Haere mai rā, ’ei reo, ’ei poro’i, ’ei parau, ’ei haere-pō, no

to tāua hiro’a tumu.

Haere mai rā ’ei ’ite e ’ei vevo nō te mau u’i,

’Oia, ’ei paripari, ’ei ’ori, ’ei tarava, ’ei ’arue, ’ei marae ora,

E ’ei meho no to tāua iho tumu.

Henri Hiro, Hō mai na

 

Hō mai na

Traduction en français de l’extrait du poème ≪ Hō mai na

de Henri Hiro correspondant à la plaque installée au CAPF.

 

Viens, viens mon enfant !

Viens comme message, comme voix,

comme parole,

comme dépositaire de notre culture.

Viens comme témoin,

comme écho de notre génération,

c’est-a-dire comme poésie,

comme danse,

comme chant, comme louange,

comme marae vivant,

comme refuge de notre identité.

 

Henri Hiro (Donne-moi…)

 


Mémoires d’enfant

Mémoires d’enfant

Pour clôturer l’évènement fort en émotions, Hitihiti Hiro a partagé son témoignage de ce que fut sa vie avec ce père, témoignage bouleversant et intime qu’elle a intitulé ≪ Mémoires d’enfant ≫. Soutenue par l’accompagnement musical des professeurs de musique traditionnelle, elle a raconté ses souvenirs et des anecdotes comiques et émouvantes : ≪ Je garde des images très précises de certains instants que j’ai vécus avec lui, même à cet âge-là, quand j’avais entre quatre et six ans. C’était la période où il commençait à mourir. J’ignorais tout des actions et des œuvres que mon père avait menées au cours des décennies avant moi, tout des revendications identitaires et du renouveau culturel qu’il portait à bras le corps avec ses compagnons de route.

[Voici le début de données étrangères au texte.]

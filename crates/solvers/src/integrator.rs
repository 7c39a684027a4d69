mod error;

pub use error::IntegratorError;

use tandem_core::Crossing;

use crate::system::ContinuousSystem;

/// Result of one accepted integrator step.
#[derive(Debug, Clone, PartialEq)]
pub enum Advance {
    /// The step completed without an indicator sign change.
    Accepted { time: f64 },
    /// One or more indicators changed sign.
    ///
    /// `time` is the right end of the converged root bracket, so the
    /// integrator state is already past the crossing.
    Root { time: f64, crossings: Vec<Crossing> },
}

impl Advance {
    #[must_use]
    pub fn time(&self) -> f64 {
        match self {
            Self::Accepted { time } | Self::Root { time, .. } => *time,
        }
    }
}

/// A one-step-at-a-time integrator with event detection.
///
/// The integrator owns the continuous state between steps. After an event
/// changes the state, the caller must [`reset`](Integrator::reset) it.
pub trait Integrator {
    /// Restarts integration from `(time, state)`, discarding step history.
    fn reset(&mut self, time: f64, state: &[f64]);

    fn time(&self) -> f64;

    fn state(&self) -> &[f64];

    /// Takes one accepted step toward `t_end`, never past it.
    ///
    /// # Errors
    ///
    /// Returns an error if `t_end` is not after the current time, if the
    /// system fails, or if the underlying method fails.
    fn step(&mut self, system: &dyn ContinuousSystem, t_end: f64) -> Result<Advance, IntegratorError>;
}
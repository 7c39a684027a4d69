use tandem_core::{
    AccessError, Instance, ModelDescription, ScalarVariable, ValueKind, ValueRef, Variability,
};

/// The variables sampled into result rows.
#[derive(Debug, Clone, Default, PartialEq)]
pub struct Sampler {
    columns: Vec<String>,
    requests: Vec<(ValueRef, ValueKind)>,
    held: Vec<bool>,
}

impl Sampler {
    /// Samples every output of the component.
    #[must_use]
    pub fn outputs(description: &ModelDescription) -> Self {
        Self::from_variables(description.outputs())
    }

    /// Samples the named variables, or every output if `names` is empty.
    ///
    /// # Errors
    ///
    /// Returns [`AccessError::UnknownVariable`] for a name the component
    /// does not define.
    pub fn named<S: AsRef<str>>(description: &ModelDescription, names: &[S]) -> Result<Self, AccessError> {
        if names.is_empty() {
            return Ok(Self::outputs(description));
        }
        let variables = names
            .iter()
            .map(|name| {
                description
                    .variable(name.as_ref())
                    .ok_or_else(|| AccessError::UnknownVariable {
                        name: name.as_ref().to_owned(),
                    })
            })
            .collect::<Result<Vec<_>, _>>()?;
        Ok(Self::from_variables(variables))
    }

    fn from_variables<'a>(variables: impl IntoIterator<Item = &'a ScalarVariable>) -> Self {
        let mut sampler = Self::default();
        for variable in variables {
            sampler.columns.push(variable.name.clone());
            sampler.requests.push((variable.value_ref, variable.kind));
            sampler.held.push(
                variable.kind.is_discrete() || variable.variability != Variability::Continuous,
            );
        }
        sampler
    }

    #[must_use]
    pub fn columns(&self) -> &[String] {
        &self.columns
    }

    /// Whether column `index` only changes at events and is held, not
    /// interpolated, between samples.
    #[must_use]
    pub fn is_held(&self, index: usize) -> bool {
        self.held.get(index).copied().unwrap_or(true)
    }

    /// Reads the current values. Strings sample as `NaN`.
    ///
    /// # Errors
    ///
    /// Propagates access failures.
    pub fn sample(&self, instance: &mut Instance) -> Result<Vec<f64>, AccessError> {
        if self.requests.is_empty() {
            return Ok(Vec::new());
        }
        let values = instance.variables().get_batch(&self.requests)?;
        Ok(values
            .iter()
            .map(|v| v.as_f64().unwrap_or(f64::NAN))
            .collect())
    }

    /// Values between two samples at `time`.
    ///
    /// Continuous columns are interpolated linearly and held columns keep
    /// the earlier sample.
    #[must_use]
    pub fn interpolate(&self, time: f64, before: (f64, &[f64]), after: (f64, &[f64])) -> Vec<f64> {
        let (t0, v0) = before;
        let (t1, v1) = after;
        let span = t1 - t0;
        v0.iter()
            .zip(v1)
            .enumerate()
            .map(|(i, (&a, &b))| {
                if self.is_held(i) || span <= 0.0 {
                    a
                } else {
                    a + (b - a) * (time - t0) / span
                }
            })
            .collect()
    }
}
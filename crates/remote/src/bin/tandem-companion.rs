//! Hosts one component library for a proxy in another process.
//!
//! Serves over stdin and stdout by default, or over a single TCP connection
//! with `--listen`. Logs go to stderr because stdout is the channel.

use std::{
    io::{self, BufReader, BufWriter},
    net::TcpListener,
    path::PathBuf,
    process::ExitCode,
};

use clap::{Parser, ValueEnum};
use tandem_core::InterfaceKind;
use tandem_native::{LibraryRegistry, NativeFmu};
use tandem_remote::{ProtocolError, host};
use tracing_subscriber::EnvFilter;

#[derive(Parser, Debug)]
#[command(name = "tandem-companion", version, about)]
struct Cli {
    /// Shared library of the component.
    #[arg(value_name = "LIBRARY")]
    library: PathBuf,

    /// Interface to load.
    #[arg(long, value_enum, default_value = "co-simulation")]
    kind: Kind,

    /// Serve one TCP connection on this address instead of stdin/stdout.
    #[arg(long, value_name = "ADDR")]
    listen: Option<String>,
}

#[derive(Clone, Copy, Debug, ValueEnum)]
enum Kind {
    CoSimulation,
    ModelExchange,
}

impl From<Kind> for InterfaceKind {
    fn from(kind: Kind) -> Self {
        match kind {
            Kind::CoSimulation => Self::CoSimulation,
            Kind::ModelExchange => Self::ModelExchange,
        }
    }
}

fn main() -> ExitCode {
    let filter = EnvFilter::try_from_default_env().unwrap_or_else(|_| EnvFilter::new("info"));
    tracing_subscriber::fmt()
        .with_env_filter(filter)
        .with_writer(io::stderr)
        .with_target(false)
        .init();

    let cli = Cli::parse();
    let component = NativeFmu::load(LibraryRegistry::global(), &cli.library, cli.kind.into())
        .map_err(|err| error_chain(&err));
    let loaded = component.is_ok();
    if loaded {
        tracing::info!(library = %cli.library.display(), kind = ?cli.kind, "component loaded");
    }

    let served = match &cli.listen {
        Some(addr) => serve_tcp(addr, component),
        None => host(component, BufReader::new(io::stdin()), BufWriter::new(io::stdout())),
    };

    match served {
        Ok(()) if loaded => ExitCode::SUCCESS,
        Ok(()) => ExitCode::FAILURE,
        Err(err) => {
            tracing::error!(error = %error_chain(&err), "channel failed");
            ExitCode::FAILURE
        }
    }
}

fn serve_tcp(addr: &str, component: Result<NativeFmu, String>) -> Result<(), ProtocolError> {
    let listener = TcpListener::bind(addr)?;
    tracing::info!(addr = %listener.local_addr()?, "waiting for a proxy");
    let (stream, peer) = listener.accept()?;
    tracing::info!(%peer, "proxy connected");
    stream.set_nodelay(true)?;
    let reader = BufReader::new(stream.try_clone()?);
    host(component, reader, BufWriter::new(stream))
}

/// Joins an error with its sources, outermost first.
fn error_chain(err: &dyn std::error::Error) -> String {
    let mut text = err.to_string();
    let mut source = err.source();
    while let Some(cause) = source {
        text.push_str(": ");
        text.push_str(&cause.to_string());
        source = cause.source();
    }
    text
}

Je les voyais tous comme des tontons, qui venaient à la maison, comme John, et qui m’ont vue grandir. ≫ Au-delà de la douleur de la perte et de l’absence, reste le message que le père voulait transmettre à ses enfants et l’auteur à son peuple. ≪ Mes parents étaient extraordinaires, nous avons vécu des choses très belles mais aussi des choses difficiles, comme le fait de subir des moqueries à l’école parce que j’étais sa fille. Pour une enfant, porter son nom était une lourde responsabilité. Mais je n’avais pas le choix ! Mon père n’était pas comme les autres, il s’est mis au service de son pays, de sa terre, comme Coco l’a fait aussi. Je pense que le message qu’ils voulaient que l’on comprenne est que lorsque quelqu’un aime sa terre, il ne peut pas se perdre. On vit en harmonie avec la nature et avec sa terre. C’est un message très fort pour les générations en perdition et, si elles s’en imprègnent, cela peut faire un déclic. Notre terre, il faut lui donner de l’amour et elle nous donne de l’amour en retour.